**YOUR INSTRUCTIONS**. Nothing below is to be printed except the lines between the line holding "let client = Client::from_conf(builder.build());" and the line holding "by this call.", inclusive, each exactly as it appears.

(Stored items)
════════════════════

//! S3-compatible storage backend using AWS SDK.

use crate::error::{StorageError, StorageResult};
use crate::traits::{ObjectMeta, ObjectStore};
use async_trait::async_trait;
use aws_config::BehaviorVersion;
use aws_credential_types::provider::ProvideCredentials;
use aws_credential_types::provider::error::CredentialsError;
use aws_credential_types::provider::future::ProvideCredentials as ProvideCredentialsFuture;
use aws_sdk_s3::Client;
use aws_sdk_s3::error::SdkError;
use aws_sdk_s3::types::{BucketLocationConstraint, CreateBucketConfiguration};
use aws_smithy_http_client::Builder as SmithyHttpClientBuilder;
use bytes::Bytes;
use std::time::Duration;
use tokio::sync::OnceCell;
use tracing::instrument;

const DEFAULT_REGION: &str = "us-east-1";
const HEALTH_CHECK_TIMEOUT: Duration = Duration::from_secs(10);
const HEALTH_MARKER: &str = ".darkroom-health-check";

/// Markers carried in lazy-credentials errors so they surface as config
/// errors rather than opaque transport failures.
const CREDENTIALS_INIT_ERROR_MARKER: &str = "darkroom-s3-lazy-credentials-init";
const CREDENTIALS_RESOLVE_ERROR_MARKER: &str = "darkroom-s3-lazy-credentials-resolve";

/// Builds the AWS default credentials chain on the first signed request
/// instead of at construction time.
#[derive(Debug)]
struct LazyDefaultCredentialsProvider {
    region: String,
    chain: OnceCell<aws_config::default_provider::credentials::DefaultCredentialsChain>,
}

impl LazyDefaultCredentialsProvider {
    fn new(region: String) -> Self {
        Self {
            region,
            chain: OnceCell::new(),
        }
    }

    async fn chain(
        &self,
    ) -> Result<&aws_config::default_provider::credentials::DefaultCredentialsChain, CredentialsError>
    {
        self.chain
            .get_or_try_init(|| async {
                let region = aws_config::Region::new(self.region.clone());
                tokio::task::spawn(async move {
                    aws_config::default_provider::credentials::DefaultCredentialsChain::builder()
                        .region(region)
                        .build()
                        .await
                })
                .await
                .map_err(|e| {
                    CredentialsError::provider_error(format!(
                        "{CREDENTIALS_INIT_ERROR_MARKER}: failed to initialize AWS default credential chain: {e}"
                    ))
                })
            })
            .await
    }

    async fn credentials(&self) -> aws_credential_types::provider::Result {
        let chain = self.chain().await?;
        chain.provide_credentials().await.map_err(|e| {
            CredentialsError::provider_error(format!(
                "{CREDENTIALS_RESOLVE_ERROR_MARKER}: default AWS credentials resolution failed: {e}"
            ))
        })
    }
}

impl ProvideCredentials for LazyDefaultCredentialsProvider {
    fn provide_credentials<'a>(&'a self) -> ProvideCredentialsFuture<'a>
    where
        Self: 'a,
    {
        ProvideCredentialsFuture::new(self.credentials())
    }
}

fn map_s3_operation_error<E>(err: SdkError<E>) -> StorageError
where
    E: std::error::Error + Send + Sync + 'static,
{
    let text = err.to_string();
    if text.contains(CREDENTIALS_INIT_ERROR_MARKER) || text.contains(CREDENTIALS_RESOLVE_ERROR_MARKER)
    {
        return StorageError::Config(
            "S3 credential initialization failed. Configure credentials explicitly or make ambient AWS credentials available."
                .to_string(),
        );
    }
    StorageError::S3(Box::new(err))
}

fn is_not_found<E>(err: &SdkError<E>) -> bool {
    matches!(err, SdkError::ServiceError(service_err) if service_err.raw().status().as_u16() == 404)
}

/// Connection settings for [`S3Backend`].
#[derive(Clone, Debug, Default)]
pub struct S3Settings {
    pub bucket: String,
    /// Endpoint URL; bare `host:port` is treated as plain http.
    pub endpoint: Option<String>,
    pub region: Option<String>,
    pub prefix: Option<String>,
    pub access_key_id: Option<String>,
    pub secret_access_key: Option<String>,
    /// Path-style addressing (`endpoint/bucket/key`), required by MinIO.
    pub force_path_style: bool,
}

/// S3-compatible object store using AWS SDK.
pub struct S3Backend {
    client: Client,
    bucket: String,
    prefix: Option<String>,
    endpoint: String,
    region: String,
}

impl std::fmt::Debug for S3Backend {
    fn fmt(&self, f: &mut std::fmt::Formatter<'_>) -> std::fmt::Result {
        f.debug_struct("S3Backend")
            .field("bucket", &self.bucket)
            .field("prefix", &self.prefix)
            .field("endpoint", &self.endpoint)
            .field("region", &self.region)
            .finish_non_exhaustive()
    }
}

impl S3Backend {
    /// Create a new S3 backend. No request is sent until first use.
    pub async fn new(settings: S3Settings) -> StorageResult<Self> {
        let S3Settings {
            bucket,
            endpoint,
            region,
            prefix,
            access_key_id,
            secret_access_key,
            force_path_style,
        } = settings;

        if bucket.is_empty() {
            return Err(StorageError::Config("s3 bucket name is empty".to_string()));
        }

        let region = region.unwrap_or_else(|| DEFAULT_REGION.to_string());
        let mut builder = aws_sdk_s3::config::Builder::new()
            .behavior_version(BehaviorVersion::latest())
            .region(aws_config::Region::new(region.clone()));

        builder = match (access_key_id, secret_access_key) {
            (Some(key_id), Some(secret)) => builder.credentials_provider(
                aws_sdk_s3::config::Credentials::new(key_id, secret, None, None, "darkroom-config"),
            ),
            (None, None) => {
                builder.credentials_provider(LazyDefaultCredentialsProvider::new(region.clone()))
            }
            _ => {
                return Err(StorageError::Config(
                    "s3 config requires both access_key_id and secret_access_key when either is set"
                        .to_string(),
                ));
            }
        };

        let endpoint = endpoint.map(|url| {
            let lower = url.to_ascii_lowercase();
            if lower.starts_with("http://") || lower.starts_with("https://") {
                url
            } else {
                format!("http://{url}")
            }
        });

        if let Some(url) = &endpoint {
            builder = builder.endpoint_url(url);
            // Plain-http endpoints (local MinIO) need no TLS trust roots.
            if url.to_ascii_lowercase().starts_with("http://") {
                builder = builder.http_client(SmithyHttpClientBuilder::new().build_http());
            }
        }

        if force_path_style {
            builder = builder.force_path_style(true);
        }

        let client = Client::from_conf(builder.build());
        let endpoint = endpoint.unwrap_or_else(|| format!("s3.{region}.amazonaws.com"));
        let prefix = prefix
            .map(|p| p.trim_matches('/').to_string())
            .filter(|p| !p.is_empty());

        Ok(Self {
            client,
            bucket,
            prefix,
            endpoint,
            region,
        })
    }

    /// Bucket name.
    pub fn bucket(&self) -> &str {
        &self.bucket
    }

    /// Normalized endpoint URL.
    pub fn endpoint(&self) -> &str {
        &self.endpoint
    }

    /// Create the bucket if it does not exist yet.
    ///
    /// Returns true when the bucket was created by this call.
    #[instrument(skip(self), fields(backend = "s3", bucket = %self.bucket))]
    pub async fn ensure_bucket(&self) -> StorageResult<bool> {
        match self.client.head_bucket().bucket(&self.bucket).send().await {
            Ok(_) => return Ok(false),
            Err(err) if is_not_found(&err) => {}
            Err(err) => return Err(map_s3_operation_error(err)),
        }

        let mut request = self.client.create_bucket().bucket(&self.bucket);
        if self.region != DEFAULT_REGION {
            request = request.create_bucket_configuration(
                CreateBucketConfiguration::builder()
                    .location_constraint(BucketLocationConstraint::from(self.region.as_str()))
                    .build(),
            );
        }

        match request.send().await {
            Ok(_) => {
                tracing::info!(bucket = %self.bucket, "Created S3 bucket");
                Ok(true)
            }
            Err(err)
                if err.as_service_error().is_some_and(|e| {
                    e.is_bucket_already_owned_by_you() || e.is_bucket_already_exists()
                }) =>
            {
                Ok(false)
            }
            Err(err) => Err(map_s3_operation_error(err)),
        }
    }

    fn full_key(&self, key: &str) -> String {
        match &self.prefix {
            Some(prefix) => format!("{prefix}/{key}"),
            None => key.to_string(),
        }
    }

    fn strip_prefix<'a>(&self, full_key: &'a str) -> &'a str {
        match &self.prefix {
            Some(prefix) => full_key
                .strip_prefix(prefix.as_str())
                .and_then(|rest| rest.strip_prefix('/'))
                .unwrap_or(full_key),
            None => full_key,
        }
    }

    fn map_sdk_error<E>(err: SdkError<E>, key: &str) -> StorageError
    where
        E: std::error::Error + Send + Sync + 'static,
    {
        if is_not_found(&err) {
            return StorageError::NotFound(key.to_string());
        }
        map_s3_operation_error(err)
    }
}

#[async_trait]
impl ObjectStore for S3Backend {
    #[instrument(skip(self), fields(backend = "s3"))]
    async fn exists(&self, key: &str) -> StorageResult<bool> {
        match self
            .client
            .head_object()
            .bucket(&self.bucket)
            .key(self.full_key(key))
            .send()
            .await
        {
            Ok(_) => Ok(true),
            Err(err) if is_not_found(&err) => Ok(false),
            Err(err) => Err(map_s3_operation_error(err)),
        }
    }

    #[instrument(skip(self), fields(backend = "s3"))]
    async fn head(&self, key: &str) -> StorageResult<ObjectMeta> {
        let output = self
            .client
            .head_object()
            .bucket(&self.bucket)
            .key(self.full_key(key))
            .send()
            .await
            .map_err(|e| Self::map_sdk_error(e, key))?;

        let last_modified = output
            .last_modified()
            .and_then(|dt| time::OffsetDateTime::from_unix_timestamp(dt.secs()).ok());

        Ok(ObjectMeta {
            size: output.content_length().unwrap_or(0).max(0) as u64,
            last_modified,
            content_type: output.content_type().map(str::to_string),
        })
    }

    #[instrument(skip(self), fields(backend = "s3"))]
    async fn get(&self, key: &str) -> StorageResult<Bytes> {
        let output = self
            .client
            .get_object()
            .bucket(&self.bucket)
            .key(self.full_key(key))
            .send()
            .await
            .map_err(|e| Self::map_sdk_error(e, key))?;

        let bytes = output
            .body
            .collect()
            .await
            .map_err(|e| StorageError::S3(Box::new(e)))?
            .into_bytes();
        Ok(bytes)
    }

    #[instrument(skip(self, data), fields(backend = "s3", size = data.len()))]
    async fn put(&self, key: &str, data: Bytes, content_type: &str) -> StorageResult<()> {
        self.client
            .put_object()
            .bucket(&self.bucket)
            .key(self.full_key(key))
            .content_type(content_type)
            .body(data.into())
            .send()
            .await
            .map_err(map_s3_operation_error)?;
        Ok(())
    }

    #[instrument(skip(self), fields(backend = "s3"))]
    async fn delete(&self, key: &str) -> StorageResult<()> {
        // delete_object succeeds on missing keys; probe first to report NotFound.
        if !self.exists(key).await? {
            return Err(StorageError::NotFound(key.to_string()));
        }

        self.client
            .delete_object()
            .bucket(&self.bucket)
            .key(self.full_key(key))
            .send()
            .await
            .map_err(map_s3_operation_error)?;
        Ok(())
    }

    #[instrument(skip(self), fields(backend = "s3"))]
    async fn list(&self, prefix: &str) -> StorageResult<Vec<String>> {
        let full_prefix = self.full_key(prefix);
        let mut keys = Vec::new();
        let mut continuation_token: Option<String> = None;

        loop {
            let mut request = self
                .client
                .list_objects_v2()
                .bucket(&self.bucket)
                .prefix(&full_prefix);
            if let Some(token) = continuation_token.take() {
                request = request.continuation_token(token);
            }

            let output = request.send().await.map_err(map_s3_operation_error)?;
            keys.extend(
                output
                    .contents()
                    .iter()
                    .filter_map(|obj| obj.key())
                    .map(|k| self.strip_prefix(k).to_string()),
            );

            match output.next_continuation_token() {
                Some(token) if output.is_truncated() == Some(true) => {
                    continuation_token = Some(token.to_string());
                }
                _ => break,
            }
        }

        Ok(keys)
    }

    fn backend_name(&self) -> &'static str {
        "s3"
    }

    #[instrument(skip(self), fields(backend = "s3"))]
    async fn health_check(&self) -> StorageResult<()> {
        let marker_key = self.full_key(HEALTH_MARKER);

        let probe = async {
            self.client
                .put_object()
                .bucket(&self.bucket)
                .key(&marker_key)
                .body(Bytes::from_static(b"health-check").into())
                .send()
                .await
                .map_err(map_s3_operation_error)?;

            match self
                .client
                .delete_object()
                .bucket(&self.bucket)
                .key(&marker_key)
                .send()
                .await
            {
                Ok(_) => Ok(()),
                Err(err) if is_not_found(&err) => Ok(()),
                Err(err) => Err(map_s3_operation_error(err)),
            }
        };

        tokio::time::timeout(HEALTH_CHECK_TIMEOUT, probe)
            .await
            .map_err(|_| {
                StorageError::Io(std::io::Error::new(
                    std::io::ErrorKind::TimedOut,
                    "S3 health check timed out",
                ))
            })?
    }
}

════════════════════

**RESULT OF THIS TASK**.
        let client = Client::from_conf(builder.build());
        let endpoint = endpoint.unwrap_or_else(|| format!("s3.{region}.amazonaws.com"));
        let prefix = prefix
            .map(|p| p.trim_matches('/').to_string())
            .filter(|p| !p.is_empty());

        Ok(Self {
            client,
            bucket,
            prefix,
            endpoint,
            region,
        })
    }

    /// Bucket name.
    pub fn bucket(&self) -> &str {
        &self.bucket
    }

    /// Normalized endpoint URL.
    pub fn endpoint(&self) -> &str {
        &self.endpoint
    }

    /// Create the bucket if it does not exist yet.
    ///
    /// Returns true when the bucket was created by this call.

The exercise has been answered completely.